Disputed since 1793, Mohawk sovereignty was finally recognized over the Culbertson Tract in 2003, according to the Support Committee web site – though it has amounted to little more than words.
“The county government continues to approve developments on the Culbertson Tract, and the provincial government has so far refused to revoke a license for quarry operations that are literally tearing up and hauling away Mohawk land,” the Committe web site said.

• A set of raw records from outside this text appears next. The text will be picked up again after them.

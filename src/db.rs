use rusqlite::Connection;
use std::path::Path;

pub const DB_FILE: &str = "surveys.sqlite3";

/// Bounded wait on a locked database before SQLITE_BUSY is surfaced;
/// keeps contended writers failing fast instead of queueing forever.
const BUSY_TIMEOUT_MS: u64 = 5_000;

pub fn open_db(workspace: &Path) -> anyhow::Result<Connection> {
    std::fs::create_dir_all(workspace)?;
    let db_path = workspace.join(DB_FILE);
    let conn = Connection::open(db_path)?;
    conn.execute("PRAGMA foreign_keys = ON", [])?;
    conn.busy_timeout(std::time::Duration::from_millis(BUSY_TIMEOUT_MS))?;

    conn.execute(
        "CREATE TABLE IF NOT EXISTS surveys(
            id TEXT PRIMARY KEY,
            owner_id TEXT NOT NULL,
            owner_role TEXT NOT NULL,
            title TEXT NOT NULL,
            description TEXT NOT NULL,
            visibility TEXT NOT NULL,
            created_at TEXT NOT NULL
        )",
        [],
    )?;
    conn.execute(
        "CREATE INDEX IF NOT EXISTS idx_surveys_owner ON surveys(owner_id)",
        [],
    )?;

    conn.execute(
        "CREATE TABLE IF NOT EXISTS questions(
            id TEXT PRIMARY KEY,
            survey_id TEXT NOT NULL,
            text TEXT NOT NULL,
            qtype TEXT NOT NULL,
            required INTEGER NOT NULL,
            sort_order INTEGER NOT NULL,
            FOREIGN KEY(survey_id) REFERENCES surveys(id)
        )",
        [],
    )?;
    conn.execute(
        "CREATE INDEX IF NOT EXISTS idx_questions_survey ON questions(survey_id, sort_order)",
        [],
    )?;

    conn.execute(
        "CREATE TABLE IF NOT EXISTS choices(
            id TEXT PRIMARY KEY,
            question_id TEXT NOT NULL,
            text TEXT NOT NULL,
            sort_order INTEGER NOT NULL,
            FOREIGN KEY(question_id) REFERENCES questions(id)
        )",
        [],
    )?;
    conn.execute(
        "CREATE INDEX IF NOT EXISTS idx_choices_question ON choices(question_id, sort_order)",
        [],
    )?;

    conn.execute(
        "CREATE TABLE IF NOT EXISTS responses(
            id TEXT PRIMARY KEY,
            survey_id TEXT NOT NULL,
            respondent_id TEXT NOT NULL,
            submitted_at TEXT NOT NULL,
            source_address TEXT,
            FOREIGN KEY(survey_id) REFERENCES surveys(id),
            UNIQUE(survey_id, respondent_id)
        )",
        [],
    )?;
    conn.execute(
        "CREATE INDEX IF NOT EXISTS idx_responses_survey ON responses(survey_id)",
        [],
    )?;

    // Early workspaces predate the source_address column. Add it if needed.
    ensure_responses_source_address(&conn)?;

    conn.execute(
        "CREATE TABLE IF NOT EXISTS answers(
            id TEXT PRIMARY KEY,
            response_id TEXT NOT NULL,
            question_id TEXT NOT NULL,
            value TEXT NOT NULL,
            FOREIGN KEY(response_id) REFERENCES responses(id),
            FOREIGN KEY(question_id) REFERENCES questions(id),
            UNIQUE(response_id, question_id)
        )",
        [],
    )?;
    conn.execute(
        "CREATE INDEX IF NOT EXISTS idx_answers_response ON answers(response_id)",
        [],
    )?;
    conn.execute(
        "CREATE INDEX IF NOT EXISTS idx_answers_question ON answers(question_id)",
        [],
    )?;

    conn.execute(
        "CREATE TABLE IF NOT EXISTS teacher_student_links(
            teacher_id TEXT NOT NULL,
            student_id TEXT NOT NULL,
            created_at TEXT NOT NULL,
            PRIMARY KEY(teacher_id, student_id)
        )",
        [],
    )?;
    conn.execute(
        "CREATE INDEX IF NOT EXISTS idx_links_student ON teacher_student_links(student_id)",
        [],
    )?;

    Ok(conn)
}

fn ensure_responses_source_address(conn: &Connection) -> anyhow::Result<()> {
    if table_has_column(conn, "responses", "source_address")? {
        return Ok(());
    }
    conn.execute("ALTER TABLE responses ADD COLUMN source_address TEXT", [])?;
    Ok(())
}

fn table_has_column(conn: &Connection, table: &str, column: &str) -> anyhow::Result<bool> {
    let sql = format!("PRAGMA table_info({})", table);
    let mut stmt = conn.prepare(&sql)?;
    let mut rows = stmt.query([])?;
    while let Some(row) = rows.next()? {
        let name: String = row.get(1)?;
        if name == column {
            return Ok(true);
        }
    }
    Ok(false)
}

The Federal Department of Indian and Northern Affairs lists dozens of land claims across Canada with similar allegations of confiscated or misused land by CNR and its constituent companies. These claims include those made by six First Nations band councils in Quebec: the Abenakis of Wolinak, the Atikamekw of Wemotaci, the Kahnawake of the South Shore, the Kitigan Zibi Anishnabeg of Maniwaki, the Malcite of Viger, and the Montagnais of Lac St.-Jean
Brant speculated that CNR sued him in order to intimidate other native groups with similar land claims.
The militancy among members of the Mohawk nation – which includes his Tyendinaga community and the nearby community of Kahnawake – will not be diminished by the suit, according to Brant.
“They know we could never pay this money; filing these lawsuits is about bringing economic destruction to our lives. They haven’t got a hope in hell of ever collecting it,” he said. “The frustration of living through isolation, suicides, land claim issues for so many years is still here. We have been shit under people’s shoes, and now we’ve decided we will make the decisions about how we will live and how our children will live,” he said.
The Daily was unable to reach a representative from CNR by press time.